Begründer der Rasse „Deutscher Schäferhund“

- (* 30. Dezember 1864 in Dresden; † 22. April 1936)
Auf Wunsch seiner Familie absolvierte Max v. Stephanitz eine Offizierslaufbahn. Während eines Manövers beobachtete er begeistert die Arbeit eines Hundes bei einer Schafherde. Beeindruckend war für ihn, wie der Schäfer den Hund durch Zuruf und Zeichen dirigieren konnte.
Hier liegen die Wurzeln des Entschlusses, den Deutschen Schäferhund zu züchten. Er begann, sich unter den vorhandenen Landschlägen umzusehen.
Am 15. Januar 1898 kaufte er den 3-jährigen Rüden Hektor Linksrhein vom Frankfurter Züchter Sparwasser.

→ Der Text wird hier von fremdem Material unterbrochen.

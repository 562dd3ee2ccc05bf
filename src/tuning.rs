//! Data-driven game balance
//!
//! Every scoring, timing and speed constant lives here so difficulty can be
//! adjusted without touching the simulation. Defaults match `crate::consts`.

use std::path::Path;

use serde::{Deserialize, Serialize};

use crate::consts::*;
use crate::error::TuningError;

/// Movement speeds for one level (tiles per second)
#[derive(Debug, Clone, Copy, PartialEq, Serialize, Deserialize)]
pub struct PursuerSpeeds {
    pub chase: f32,
    pub frightened: f32,
    pub returning: f32,
}

/// Game balance values
#[derive(Debug, Clone, PartialEq, Serialize, Deserialize)]
#[serde(default)]
pub struct Tuning {
    // === Session ===
    pub initial_lives: u8,
    pub bonus_life_score: u64,

    // === Power mode ===
    pub power_duration_ms: f32,
    pub flash_start_ms: f32,
    pub flash_period_ms: f32,

    // === Timestep / contact ===
    pub max_frame_ms: f32,
    pub contact_radius: f32,

    // === Speeds ===
    pub player_speed: f32,
    pub player_speed_per_level: f32,
    pub pursuer_speed: f32,
    pub pursuer_speed_per_level: f32,
    pub frightened_speed_floor: f32,
    pub frightened_speed_penalty: f32,
    pub return_speed_multiplier: f32,

    // === Scoring ===
    pub pellet_points: u64,
    pub power_pellet_points: u64,
    pub pursuer_base_points: u64,

    // === Pursuer targeting ===
    pub chase_lookahead: f32,
    pub retreat_radius: f32,
}

impl Default for Tuning {
    fn default() -> Self {
        Self {
            initial_lives: INITIAL_LIVES,
            bonus_life_score: BONUS_LIFE_SCORE,

            power_duration_ms: POWER_DURATION_MS,
            flash_start_ms: FRIGHT_FLASH_START_MS,
            flash_period_ms: FRIGHT_FLASH_PERIOD_MS,

            max_frame_ms: MAX_FRAME_MS,
            contact_radius: CONTACT_RADIUS,

            player_speed: BASE_PLAYER_SPEED,
            player_speed_per_level: PLAYER_SPEED_PER_LEVEL,
            pursuer_speed: BASE_PURSUER_SPEED,
            pursuer_speed_per_level: PURSUER_SPEED_PER_LEVEL,
            frightened_speed_floor: FRIGHTENED_SPEED_FLOOR,
            frightened_speed_penalty: FRIGHTENED_SPEED_PENALTY,
            return_speed_multiplier: RETURN_SPEED_MULTIPLIER,

            pellet_points: PELLET_POINTS,
            power_pellet_points: POWER_PELLET_POINTS,
            pursuer_base_points: PURSUER_BASE_POINTS,

            chase_lookahead: CHASE_LOOKAHEAD_TILES,
            retreat_radius: RETREAT_RADIUS_TILES,
        }
    }
}

impl Tuning {
    /// Parse tuning from JSON; missing fields take their defaults
    pub fn from_json(json: &str) -> Result<Self, TuningError> {
        let tuning: Tuning = serde_json::from_str(json)?;
        tuning.validate()?;
        Ok(tuning)
    }

    /// Load tuning from a JSON file
    pub fn load(path: impl AsRef<Path>) -> Result<Self, TuningError> {
        let json = std::fs::read_to_string(path.as_ref())?;
        let tuning = Self::from_json(&json)?;
        log::info!("Loaded tuning from {}", path.as_ref().display());
        Ok(tuning)
    }

    /// Reject values the simulation cannot run with
    pub fn validate(&self) -> Result<(), TuningError> {
        if self.initial_lives == 0 {
            return Err(TuningError::OutOfRange {
                field: "initial_lives",
                value: 0.0,
            });
        }

        let positive = [
            ("power_duration_ms", self.power_duration_ms),
            ("flash_period_ms", self.flash_period_ms),
            ("max_frame_ms", self.max_frame_ms),
            ("contact_radius", self.contact_radius),
            ("player_speed", self.player_speed),
            ("pursuer_speed", self.pursuer_speed),
            ("frightened_speed_floor", self.frightened_speed_floor),
            ("return_speed_multiplier", self.return_speed_multiplier),
        ];
        for (field, value) in positive {
            if !(value.is_finite() && value > 0.0) {
                return Err(TuningError::OutOfRange {
                    field,
                    value: value as f64,
                });
            }
        }

        let non_negative = [
            ("flash_start_ms", self.flash_start_ms),
            ("player_speed_per_level", self.player_speed_per_level),
            ("pursuer_speed_per_level", self.pursuer_speed_per_level),
            ("frightened_speed_penalty", self.frightened_speed_penalty),
            ("chase_lookahead", self.chase_lookahead),
            ("retreat_radius", self.retreat_radius),
        ];
        for (field, value) in non_negative {
            if !(value.is_finite() && value >= 0.0) {
                return Err(TuningError::OutOfRange {
                    field,
                    value: value as f64,
                });
            }
        }

        // Speeds peak at the last scaled level
        let speeds = self.pursuer_speeds_for_level(SPEED_SCALING_MAX_LEVEL);
        let fastest = self
            .player_speed_for_level(SPEED_SCALING_MAX_LEVEL)
            .max(speeds.chase)
            .max(speeds.frightened)
            .max(speeds.returning);
        let tiles_per_frame = fastest * self.max_frame_ms / 1000.0;
        if !(tiles_per_frame.is_finite() && tiles_per_frame <= MAX_TILES_PER_FRAME) {
            return Err(TuningError::TooFast {
                tiles_per_frame,
                limit: MAX_TILES_PER_FRAME,
            });
        }

        Ok(())
    }

    /// Player speed for a 1-based level index
    pub fn player_speed_for_level(&self, level: u32) -> f32 {
        self.player_speed + scaled_levels(level) * self.player_speed_per_level
    }

    /// Pursuer speeds per mode for a 1-based level index
    pub fn pursuer_speeds_for_level(&self, level: u32) -> PursuerSpeeds {
        let chase = self.pursuer_speed + scaled_levels(level) * self.pursuer_speed_per_level;
        PursuerSpeeds {
            chase,
            frightened: (chase - self.frightened_speed_penalty).max(self.frightened_speed_floor),
            returning: chase * self.return_speed_multiplier,
        }
    }

    /// Points for the n-th pursuer eaten in one power window (1-based)
    pub fn pursuer_points(&self, streak: u32) -> u64 {
        let shift = streak.saturating_sub(1).min(32);
        self.pursuer_base_points << shift
    }
}

/// Levels past the first that count toward speed scaling
fn scaled_levels(level: u32) -> f32 {
    (level.clamp(1, SPEED_SCALING_MAX_LEVEL) - 1) as f32
}

#[cfg(test)]
mod tests {
    use super::*;

    #[test]
    fn test_defaults_match_classic_values() {
        let t = Tuning::default();
        assert_eq!(t.bonus_life_score, 10_000);
        assert_eq!(t.power_duration_ms, 7000.0);
        assert_eq!(t.flash_start_ms, 2400.0);
        assert_eq!(t.initial_lives, 3);
        assert!(t.validate().is_ok());
    }

    #[test]
    fn test_partial_json_keeps_defaults() {
        let t = Tuning::from_json(r#"{ "initial_lives": 5, "power_duration_ms": 5000 }"#).unwrap();
        assert_eq!(t.initial_lives, 5);
        assert_eq!(t.power_duration_ms, 5000.0);
        assert_eq!(t.bonus_life_score, 10_000);
    }

    #[test]
    fn test_rejects_out_of_range() {
        let err = Tuning::from_json(r#"{ "player_speed": -1.0 }"#).unwrap_err();
        assert!(matches!(err, TuningError::OutOfRange { field: "player_speed", .. }));

        let err = Tuning::from_json(r#"{ "initial_lives": 0 }"#).unwrap_err();
        assert!(matches!(err, TuningError::OutOfRange { field: "initial_lives", .. }));

        assert!(matches!(
            Tuning::from_json("{ not json"),
            Err(TuningError::Json(_))
        ));
    }

    #[test]
    fn test_level_speed_scaling() {
        let t = Tuning::default();
        assert_eq!(t.player_speed_for_level(1), 6.0);
        assert_eq!(t.player_speed_for_level(3), 6.5);

        let l1 = t.pursuer_speeds_for_level(1);
        assert_eq!(l1.chase, 5.2);
        assert!((l1.frightened - 4.2).abs() < 1e-5);
        assert!((l1.returning - 7.28).abs() < 1e-5);

        let l5 = t.pursuer_speeds_for_level(5);
        assert!(l5.chase > l1.chase);
    }

    #[test]
    fn test_speed_scaling_stops_at_max_level() {
        let t = Tuning::default();
        let top = t.player_speed_for_level(SPEED_SCALING_MAX_LEVEL);
        assert_eq!(t.player_speed_for_level(SPEED_SCALING_MAX_LEVEL + 1), top);
        assert_eq!(t.player_speed_for_level(u32::MAX), top);
        assert_eq!(
            t.pursuer_speeds_for_level(u32::MAX),
            t.pursuer_speeds_for_level(SPEED_SCALING_MAX_LEVEL)
        );
    }

    #[test]
    fn test_rejects_speeds_that_skip_tiles() {
        let err = Tuning::from_json(r#"{ "pursuer_speed": 1e9 }"#).unwrap_err();
        assert!(matches!(err, TuningError::TooFast { .. }));

        // Fine at level 1, too fast once per-level scaling adds up
        let err = Tuning::from_json(r#"{ "player_speed_per_level": 5.0 }"#).unwrap_err();
        assert!(matches!(err, TuningError::TooFast { .. }));

        // Longer frames shrink the speed budget
        let err = Tuning::from_json(r#"{ "max_frame_ms": 1000 }"#).unwrap_err();
        assert!(matches!(err, TuningError::TooFast { .. }));
    }

    #[test]
    fn test_frightened_floor() {
        let t = Tuning {
            pursuer_speed: 3.5,
            ..Tuning::default()
        };
        assert_eq!(t.pursuer_speeds_for_level(1).frightened, 3.2);
    }

    #[test]
    fn test_pursuer_points_double() {
        let t = Tuning::default();
        assert_eq!(t.pursuer_points(1), 200);
        assert_eq!(t.pursuer_points(2), 400);
        assert_eq!(t.pursuer_points(3), 800);
        assert_eq!(t.pursuer_points(4), 1600);
    }
}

Von Stephanitz gab dem Rüden den Namen Horand von Grafrath; dieser Rüde wurde zum Stammvater aller Deutschen Schäferhunde.
Am 22. April 1899 gründete eine kleine Gruppe von Idealisten zusammen mit Rittmeister Max von Stephanitz in Karlsruhe den Verein für Deutsche Schäferhunde. Später war er auch an der Gründung des Verbandes für das Deutsche Hundewesen (VDH) maßgeblich beteiligt.